Les tests de laboratoire effectués ce jour-là ont révélé des taux élevés de potassium et du produit de déchets créatinine dans son sang. De plus, son taux de tacrolimus était élevé et se situait initialement à 53 ng/ml. Le lendemain, le laboratoire a répété l’analyse et constaté un taux de tacrolimus de 111 ng/ml.

Compte tenu des symptômes et des résultats de laboratoire du patient, les médecins ont conclu qu’il souffrait très probablement d’une toxicité au tacrolimus. Ils lui ont dit de cesser de prendre le tacrolimus et Stribild jusqu’à ce qu’ils comprennent le problème et qu’ils trouvent une solution.

Subséquemment

Pendant les deux semaines suivant l’arrêt de la prise de Stribild et du tacrolimus, l’homme a visité la clinique deux fois par semaine pour continuer son suivi et passer d’autres tests sanguins.

Le taux de tacrolimus dans le sang du patient a mis environ 15 jours à baisser jusqu’à un niveau à peu près normal, soit 4 ng/ml. Toutefois, l’homme avait encore un taux élevé de créatinine dans son sang (indice possible de lésions rénales). À ce moment-là, on avait reçu un résultat négatif au test de dépistage de l’hypersensibilité à l’abacavir. Ce résultat permet de croire que l’homme courrait un risque relativement faible d’hypersensibilité si les médecins lui prescrivaient un médicament contenant de l’abacavir (tel Triumeq).

Vingt-sept jours après le début du traitement par Stribild, le taux de créatinine dans le sang du patient était revenu dans la fourchette de valeurs normale. Lorsque cela s’est produit, les médecins lui ont prescrit Triumeq une fois par jour. Comme ils ne s’attendaient pas à des interactions entre les ingrédients de Triumeq et le tacrolimus, les médecins ont de nouveau prescrit ce dernier à raison de 2 mg par voie orale, toutes les 12 heures. Des tests sanguins subséquents ont révélé des concentrations stables et sûres de tacrolimus ainsi que l’absence de problèmes rénaux ou autres.

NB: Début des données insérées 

//! Per-call argument compression.
//!
//! Compression is a per-call policy flag chosen by the caller (generated
//! client stubs pass it for bulk-data methods); the codec applies it to the
//! encoded argument tuple of `CallCompressed` packets only.

use std::io::{Read, Write};

use flate2::read::GzDecoder;
use flate2::write::GzEncoder;
use flate2::Compression;

use crate::error::RpcError;

/// Compression applied to a `CallCompressed` argument payload.
#[derive(Debug, Clone, Copy, PartialEq, Eq)]
pub enum CompressionType {
    /// No compression; the payload is the raw encoded tuple.
    None,
    /// Gzip (DEFLATE with gzip wrapper).
    Gzip,
}

impl CompressionType {
    /// Returns the wire code for this compression type.
    #[must_use]
    pub const fn code(self) -> i64 {
        match self {
            Self::None => 0,
            Self::Gzip => 1,
        }
    }

    /// Looks up a compression type by wire code.
    ///
    /// # Errors
    ///
    /// Returns [`RpcError::UnknownCompression`] for unrecognized codes.
    pub fn from_code(code: i64) -> Result<Self, RpcError> {
        match code {
            0 => Ok(Self::None),
            1 => Ok(Self::Gzip),
            other => Err(RpcError::UnknownCompression(other)),
        }
    }

    /// Compresses an encoded argument payload.
    ///
    /// # Errors
    ///
    /// Returns an I/O error if the encoder fails.
    pub fn compress(self, data: &[u8]) -> Result<Vec<u8>, RpcError> {
        match self {
            Self::None => Ok(data.to_vec()),
            Self::Gzip => {
                let mut enc = GzEncoder::new(Vec::new(), Compression::default());
                enc.write_all(data)?;
                Ok(enc.finish()?)
            }
        }
    }

    /// Decompresses a received argument payload.
    ///
    /// # Errors
    ///
    /// Returns an I/O error if the payload is not valid for this
    /// compression type.
    pub fn decompress(self, data: &[u8]) -> Result<Vec<u8>, RpcError> {
        match self {
            Self::None => Ok(data.to_vec()),
            Self::Gzip => {
                let mut dec = GzDecoder::new(data);
                let mut out = Vec::new();
                dec.read_to_end(&mut out)?;
                Ok(out)
            }
        }
    }
}

#[cfg(test)]
mod tests {
    use super::*;

    #[test]
    fn gzip_round_trip() {
        let data = vec![0x5Au8; 4096];
        let packed = CompressionType::Gzip.compress(&data).unwrap();
        assert!(packed.len() < data.len());
        let unpacked = CompressionType::Gzip.decompress(&packed).unwrap();
        assert_eq!(unpacked, data);
    }

    #[test]
    fn none_is_identity() {
        let data = b"raw tuple bytes".to_vec();
        assert_eq!(CompressionType::None.compress(&data).unwrap(), data);
        assert_eq!(CompressionType::None.decompress(&data).unwrap(), data);
    }

    #[test]
    fn gzip_rejects_garbage() {
        assert!(CompressionType::Gzip.decompress(b"not gzip").is_err());
    }

    #[test]
    fn unknown_code_is_error() {
        assert!(matches!(
            CompressionType::from_code(9),
            Err(RpcError::UnknownCompression(9))
        ));
    }
}
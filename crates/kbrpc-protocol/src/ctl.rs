//! `keybase.1.ctl` — service process control.

use std::sync::Arc;

use async_trait::async_trait;
use kbrpc::client::{call_typed, GenericClient};
use kbrpc::error::RpcError;
use kbrpc::protocol::Protocol;
use serde::{Deserialize, Serialize};

wire_enum! {
    /// Process exit codes requested via `stop`.
    ///
    /// The values are observed by service managers; 2 and 4 are
    /// deliberately distinct from ordinary failure exits.
    ExitCode {
        Ok = 0 => "OK",
        NotOk = 2 => "NOTOK",
        Restart = 4 => "RESTART",
    }
}

impl Default for ExitCode {
    fn default() -> Self {
        Self::Ok
    }
}

#[derive(Debug, Clone, Default, PartialEq, Eq, Serialize, Deserialize)]
pub struct StopArg {
    #[serde(rename = "sessionID")]
    pub session_id: i32,
    #[serde(rename = "exitCode")]
    pub exit_code: ExitCode,
}

#[derive(Debug, Clone, Default, PartialEq, Eq, Serialize, Deserialize)]
pub struct LogRotateArg {
    #[serde(rename = "sessionID")]
    pub session_id: i32,
}

#[derive(Debug, Clone, Default, PartialEq, Eq, Serialize, Deserialize)]
pub struct ReloadArg {
    #[serde(rename = "sessionID")]
    pub session_id: i32,
}

#[derive(Debug, Clone, Default, PartialEq, Eq, Serialize, Deserialize)]
pub struct DbNukeArg {
    #[serde(rename = "sessionID")]
    pub session_id: i32,
}

/// Server-side handlers for the ctl service.
#[async_trait]
pub trait CtlInterface: Send + Sync {
    /// Stop the service process with the given exit code.
    async fn stop(&self, arg: StopArg) -> Result<(), RpcError>;
    async fn log_rotate(&self, arg: LogRotateArg) -> Result<(), RpcError>;
    async fn reload(&self, arg: ReloadArg) -> Result<(), RpcError>;
    /// Wipe the local database. Destructive; callers confirm first.
    async fn db_nuke(&self, arg: DbNukeArg) -> Result<(), RpcError>;
}

/// Builds the ctl dispatch table over an interface implementation.
pub fn ctl_protocol(i: Arc<dyn CtlInterface>) -> Protocol {
    Protocol::new("keybase.1.ctl")
        .method("stop", dispatch!(i, stop: StopArg))
        .method("logRotate", dispatch!(i, log_rotate: LogRotateArg))
        .method("reload", dispatch!(i, reload: ReloadArg))
        .method("dbNuke", dispatch!(i, db_nuke: DbNukeArg))
}

/// Client stub for the ctl service.
pub struct CtlClient<C> {
    pub cli: C,
}

impl<C: GenericClient> CtlClient<C> {
    pub async fn stop(&self, arg: StopArg) -> Result<(), RpcError> {
        call_typed(&self.cli, "keybase.1.ctl.stop", &(arg,)).await
    }

    pub async fn log_rotate(&self, arg: LogRotateArg) -> Result<(), RpcError> {
        call_typed(&self.cli, "keybase.1.ctl.logRotate", &(arg,)).await
    }

    pub async fn reload(&self, arg: ReloadArg) -> Result<(), RpcError> {
        call_typed(&self.cli, "keybase.1.ctl.reload", &(arg,)).await
    }

    pub async fn db_nuke(&self, arg: DbNukeArg) -> Result<(), RpcError> {
        call_typed(&self.cli, "keybase.1.ctl.dbNuke", &(arg,)).await
    }
}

Selon les équipes de transplantation et des maladies infectieuses, à mesure que le nombre de combinaisons à doses fixes contenant le cobicistat augmente, « les cliniciens devraient se rappeler les nombreuses interactions médicamenteuses [qui lui sont associées] ». De plus, ils ont ajouté que l’on « devrait éviter l’usage de cobicistat » chez les personnes séropositives ayant reçu une greffe d’organe qui prennent le tacrolimus ou des composés apparentés (telle la cyclosporine).

 —Sean R. Hosein

RÉFÉRENCE :

Han Z, Kane BM, Petty LA, et al. Cobicistat significantly increases tacrolimus serum concentrations in a renal transplant recipient with human immunodeficiency virus infection. Pharmacotherapy. 2016; in press.